Orthographic Constraint Satisfaction and Human Difficulty Alignment in Large Language Models

Abstract

Large language models must satisfy hard orthographic constraints during controlled text generation, yet systematic cross-family evaluation remains limited. We evaluate 39 configurations spanning three model families (Qwen3, Claude Haiku 4.5, GPT-5-mini) on 58 word puzzles requiring character-level constraint satisfaction. Cross-family differences produce substantially larger performance gaps (2.0–2.2×, F1 = 0.761 vs. 0.343) than parameter scaling within families (83% gain from 4B to 32B scaling), and a partial-correlation analysis rules out tokenizer design as a confound for within-family scaling.

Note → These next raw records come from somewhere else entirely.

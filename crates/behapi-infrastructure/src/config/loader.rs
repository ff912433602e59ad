//! Configuration loader
//!
//! Handles loading configuration from a TOML file and environment
//! variables. The block may sit at the root of the file or under a
//! `[behapi]` table.

use std::env;
use std::path::{Path, PathBuf};

use behapi_domain::error::Result;
use figment::Figment;
use figment::providers::{Env, Format, Toml};

use super::schema::ConfigurationSchema;
use super::types::{CompositionConfig, RawBehapiConfig};
use crate::constants::*;
use crate::error_ext::ErrorContext;
use crate::logging::log_config_loaded;

/// Configuration loader service
#[derive(Debug, Clone)]
pub struct ConfigLoader {
    /// Configuration file path
    config_path: Option<PathBuf>,

    /// Environment prefix
    env_prefix: String,
}

impl Default for ConfigLoader {
    fn default() -> Self {
        Self::new()
    }
}

impl ConfigLoader {
    /// Create a new configuration loader with default settings
    pub fn new() -> Self {
        Self {
            config_path: None,
            env_prefix: CONFIG_ENV_PREFIX.to_string(),
        }
    }

    /// Set the configuration file path
    pub fn with_config_path<P: AsRef<Path>>(mut self, path: P) -> Self {
        self.config_path = Some(path.as_ref().to_path_buf());
        self
    }

    /// Set the environment variable prefix
    pub fn with_env_prefix<S: Into<String>>(mut self, prefix: S) -> Self {
        self.env_prefix = prefix.into();
        self
    }

    /// Load and validate configuration
    ///
    /// Sources are merged in this order (later sources override earlier):
    /// 1. Defaults of each section
    /// 2. TOML configuration file (if exists)
    /// 3. Environment variables with prefix (e.g., `BEHAPI_APP__SECRET`)
    pub fn load(&self) -> Result<CompositionConfig> {
        ConfigurationSchema::validate(self.load_raw()?)
    }

    /// Load the raw block without validating it
    pub fn load_raw(&self) -> Result<RawBehapiConfig> {
        self.figment()
            .extract()
            .config_context("Failed to extract configuration")
    }

    fn figment(&self) -> Figment {
        let mut file = Figment::new();

        if let Some(config_path) = &self.config_path {
            if config_path.exists() {
                file = file.merge(Toml::file(config_path));
                log_config_loaded(config_path, true);
            } else {
                log_config_loaded(config_path, false);
            }
        } else if let Some(default_path) = Self::find_default_config_path() {
            file = file.merge(Toml::file(&default_path));
            log_config_loaded(&default_path, true);
        }

        let figment = if file.contains(CONFIG_TABLE) {
            file.focus(CONFIG_TABLE)
        } else {
            file
        };

        // Double underscore separates nested keys, single ones stay in names
        figment.merge(
            Env::prefixed(&format!("{}_", self.env_prefix)).split(ENV_NESTING_SEPARATOR),
        )
    }

    /// Save configuration to file
    pub fn save_to_file<P: AsRef<Path>>(&self, config: &RawBehapiConfig, path: P) -> Result<()> {
        let toml_string =
            toml::to_string_pretty(config).context("Failed to serialize config to TOML")?;

        std::fs::write(path.as_ref(), toml_string).context("Failed to write config file")?;

        Ok(())
    }

    /// Get the current configuration file path
    pub fn config_path(&self) -> Option<&Path> {
        self.config_path.as_deref()
    }

    /// Find default configuration file paths to try
    fn find_default_config_path() -> Option<PathBuf> {
        let current_dir = env::current_dir().ok()?;

        let candidates = vec![
            current_dir.join(DEFAULT_CONFIG_FILENAME),
            current_dir
                .join(DEFAULT_CONFIG_DIR)
                .join(DEFAULT_CONFIG_FILENAME),
            dirs::config_dir()
                .map(|d| d.join(DEFAULT_CONFIG_DIR).join(DEFAULT_CONFIG_FILENAME))
                .unwrap_or_default(),
            dirs::home_dir()
                .map(|d| {
                    d.join(format!(".{}", DEFAULT_CONFIG_DIR))
                        .join(DEFAULT_CONFIG_FILENAME)
                })
                .unwrap_or_default(),
        ];

        candidates.into_iter().find(|path| path.exists())
    }
}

Thinking budget sensitivity proves heterogeneous: high-capacity models show strong returns (+0.102 to +0.136 F1), while mid-sized variants saturate or degrade, showing inconsistent compute benefits. Using difficulty ratings from 10,000 human solvers per puzzle, we establish modest but consistent calibration (ρ = 0.28–0.42) across all families, yet identify systematic failures on common words with unusual orthography ("data", "loll", "acai": 83–91% human success, 94–98% model miss rate). These failures point to over-reliance on distributional plausibility that penalizes orthographically atypical but constraint-valid patterns.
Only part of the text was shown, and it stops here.